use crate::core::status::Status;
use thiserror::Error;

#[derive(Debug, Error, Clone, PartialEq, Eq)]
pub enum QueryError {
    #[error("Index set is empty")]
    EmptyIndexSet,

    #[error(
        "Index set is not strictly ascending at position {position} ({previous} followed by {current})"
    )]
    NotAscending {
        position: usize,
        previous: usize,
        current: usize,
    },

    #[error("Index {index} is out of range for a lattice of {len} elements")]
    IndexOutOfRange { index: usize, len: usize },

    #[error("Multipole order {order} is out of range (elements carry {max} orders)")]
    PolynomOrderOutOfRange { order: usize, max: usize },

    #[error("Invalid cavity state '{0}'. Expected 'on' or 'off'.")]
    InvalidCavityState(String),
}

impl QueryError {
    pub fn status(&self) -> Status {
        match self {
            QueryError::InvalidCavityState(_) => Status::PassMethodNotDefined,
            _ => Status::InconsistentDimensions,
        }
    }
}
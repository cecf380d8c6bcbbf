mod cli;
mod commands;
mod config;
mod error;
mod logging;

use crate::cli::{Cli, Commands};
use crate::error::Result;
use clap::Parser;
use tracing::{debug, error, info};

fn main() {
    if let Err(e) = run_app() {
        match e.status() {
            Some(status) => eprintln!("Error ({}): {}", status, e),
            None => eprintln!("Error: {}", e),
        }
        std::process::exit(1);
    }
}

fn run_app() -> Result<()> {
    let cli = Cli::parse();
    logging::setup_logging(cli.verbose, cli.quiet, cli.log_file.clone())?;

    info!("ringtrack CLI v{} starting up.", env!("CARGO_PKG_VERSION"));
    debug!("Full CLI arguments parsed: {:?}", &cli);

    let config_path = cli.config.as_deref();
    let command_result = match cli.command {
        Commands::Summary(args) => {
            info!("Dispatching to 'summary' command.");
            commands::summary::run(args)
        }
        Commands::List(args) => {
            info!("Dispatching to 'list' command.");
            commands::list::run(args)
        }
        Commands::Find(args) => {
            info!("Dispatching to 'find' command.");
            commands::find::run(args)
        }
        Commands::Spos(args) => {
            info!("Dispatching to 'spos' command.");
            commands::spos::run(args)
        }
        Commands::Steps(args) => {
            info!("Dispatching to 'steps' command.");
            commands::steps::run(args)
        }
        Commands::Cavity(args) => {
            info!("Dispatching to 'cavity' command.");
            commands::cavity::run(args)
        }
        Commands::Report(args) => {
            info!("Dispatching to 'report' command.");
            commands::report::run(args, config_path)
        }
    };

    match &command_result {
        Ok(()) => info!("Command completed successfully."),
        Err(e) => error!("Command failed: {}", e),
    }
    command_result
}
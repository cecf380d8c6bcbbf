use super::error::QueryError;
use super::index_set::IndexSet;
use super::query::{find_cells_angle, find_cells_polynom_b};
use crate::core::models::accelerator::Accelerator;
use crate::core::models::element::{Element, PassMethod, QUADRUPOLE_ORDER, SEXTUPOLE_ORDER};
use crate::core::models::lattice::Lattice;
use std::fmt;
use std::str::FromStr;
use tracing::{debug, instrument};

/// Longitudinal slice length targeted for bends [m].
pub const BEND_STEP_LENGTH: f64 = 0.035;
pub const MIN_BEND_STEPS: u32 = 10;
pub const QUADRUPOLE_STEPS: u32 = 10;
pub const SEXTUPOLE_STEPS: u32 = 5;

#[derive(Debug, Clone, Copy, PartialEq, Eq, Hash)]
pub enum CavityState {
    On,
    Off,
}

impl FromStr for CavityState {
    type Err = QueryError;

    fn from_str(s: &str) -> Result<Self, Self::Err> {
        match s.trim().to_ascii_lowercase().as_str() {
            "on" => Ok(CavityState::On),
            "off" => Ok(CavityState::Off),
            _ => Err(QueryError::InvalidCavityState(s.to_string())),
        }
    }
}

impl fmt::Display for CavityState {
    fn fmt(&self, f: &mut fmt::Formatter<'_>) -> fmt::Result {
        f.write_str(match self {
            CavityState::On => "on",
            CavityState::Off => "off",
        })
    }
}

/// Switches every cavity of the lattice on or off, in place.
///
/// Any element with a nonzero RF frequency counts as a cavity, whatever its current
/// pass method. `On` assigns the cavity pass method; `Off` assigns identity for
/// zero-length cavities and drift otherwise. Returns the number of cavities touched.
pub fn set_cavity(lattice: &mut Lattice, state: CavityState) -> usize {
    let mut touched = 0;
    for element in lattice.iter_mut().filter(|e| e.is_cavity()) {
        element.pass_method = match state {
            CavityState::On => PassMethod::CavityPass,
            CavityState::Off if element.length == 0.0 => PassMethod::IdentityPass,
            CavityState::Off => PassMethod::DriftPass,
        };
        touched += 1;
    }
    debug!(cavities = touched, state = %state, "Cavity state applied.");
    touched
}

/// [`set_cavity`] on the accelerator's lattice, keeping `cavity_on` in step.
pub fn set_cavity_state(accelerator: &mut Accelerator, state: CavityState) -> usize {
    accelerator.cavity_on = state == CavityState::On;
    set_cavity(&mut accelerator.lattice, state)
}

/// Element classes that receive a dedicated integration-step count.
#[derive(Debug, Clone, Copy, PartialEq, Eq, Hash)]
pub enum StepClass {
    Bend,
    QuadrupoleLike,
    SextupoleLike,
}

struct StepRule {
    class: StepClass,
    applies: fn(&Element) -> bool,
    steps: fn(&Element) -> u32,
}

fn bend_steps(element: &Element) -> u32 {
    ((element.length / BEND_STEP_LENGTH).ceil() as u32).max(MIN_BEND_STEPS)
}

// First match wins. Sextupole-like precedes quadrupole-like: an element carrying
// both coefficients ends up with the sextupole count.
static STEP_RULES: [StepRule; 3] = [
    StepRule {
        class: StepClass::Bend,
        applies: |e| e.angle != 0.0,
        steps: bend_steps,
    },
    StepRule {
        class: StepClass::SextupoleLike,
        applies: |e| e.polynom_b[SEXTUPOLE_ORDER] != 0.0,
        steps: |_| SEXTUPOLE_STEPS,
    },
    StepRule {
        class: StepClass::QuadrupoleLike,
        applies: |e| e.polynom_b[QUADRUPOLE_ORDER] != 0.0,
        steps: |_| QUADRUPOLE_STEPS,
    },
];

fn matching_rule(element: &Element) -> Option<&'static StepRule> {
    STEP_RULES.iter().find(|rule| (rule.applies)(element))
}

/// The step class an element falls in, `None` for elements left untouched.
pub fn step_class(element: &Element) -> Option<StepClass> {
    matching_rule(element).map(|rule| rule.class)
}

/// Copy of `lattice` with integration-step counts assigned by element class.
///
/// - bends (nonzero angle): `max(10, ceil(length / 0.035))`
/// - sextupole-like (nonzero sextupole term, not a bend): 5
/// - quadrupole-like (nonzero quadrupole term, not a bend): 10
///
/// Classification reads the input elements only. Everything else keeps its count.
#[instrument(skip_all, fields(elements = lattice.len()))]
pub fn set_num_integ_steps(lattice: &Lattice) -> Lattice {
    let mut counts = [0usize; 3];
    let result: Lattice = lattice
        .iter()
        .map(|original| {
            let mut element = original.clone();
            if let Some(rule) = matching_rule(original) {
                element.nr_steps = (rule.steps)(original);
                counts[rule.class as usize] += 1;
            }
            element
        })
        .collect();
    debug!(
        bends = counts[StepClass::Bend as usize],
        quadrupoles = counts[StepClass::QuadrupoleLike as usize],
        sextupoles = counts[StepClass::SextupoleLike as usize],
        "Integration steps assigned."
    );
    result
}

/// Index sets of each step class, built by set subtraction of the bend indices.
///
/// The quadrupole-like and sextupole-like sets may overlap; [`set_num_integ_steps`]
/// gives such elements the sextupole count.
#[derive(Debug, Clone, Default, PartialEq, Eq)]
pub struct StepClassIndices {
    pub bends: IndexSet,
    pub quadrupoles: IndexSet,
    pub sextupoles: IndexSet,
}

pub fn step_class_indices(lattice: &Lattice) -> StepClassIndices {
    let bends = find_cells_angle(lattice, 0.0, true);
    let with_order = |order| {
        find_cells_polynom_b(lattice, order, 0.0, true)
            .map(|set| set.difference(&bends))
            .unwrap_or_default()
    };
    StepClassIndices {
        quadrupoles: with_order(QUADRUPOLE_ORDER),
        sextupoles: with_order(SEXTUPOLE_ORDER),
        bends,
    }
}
•••
[Instructions to follow]: Find each line in the listing above that contains "logging", and copy that line.

[Result for this task]:
mod logging;
    logging::setup_logging(cli.verbose, cli.quiet, cli.log_file.clone())?;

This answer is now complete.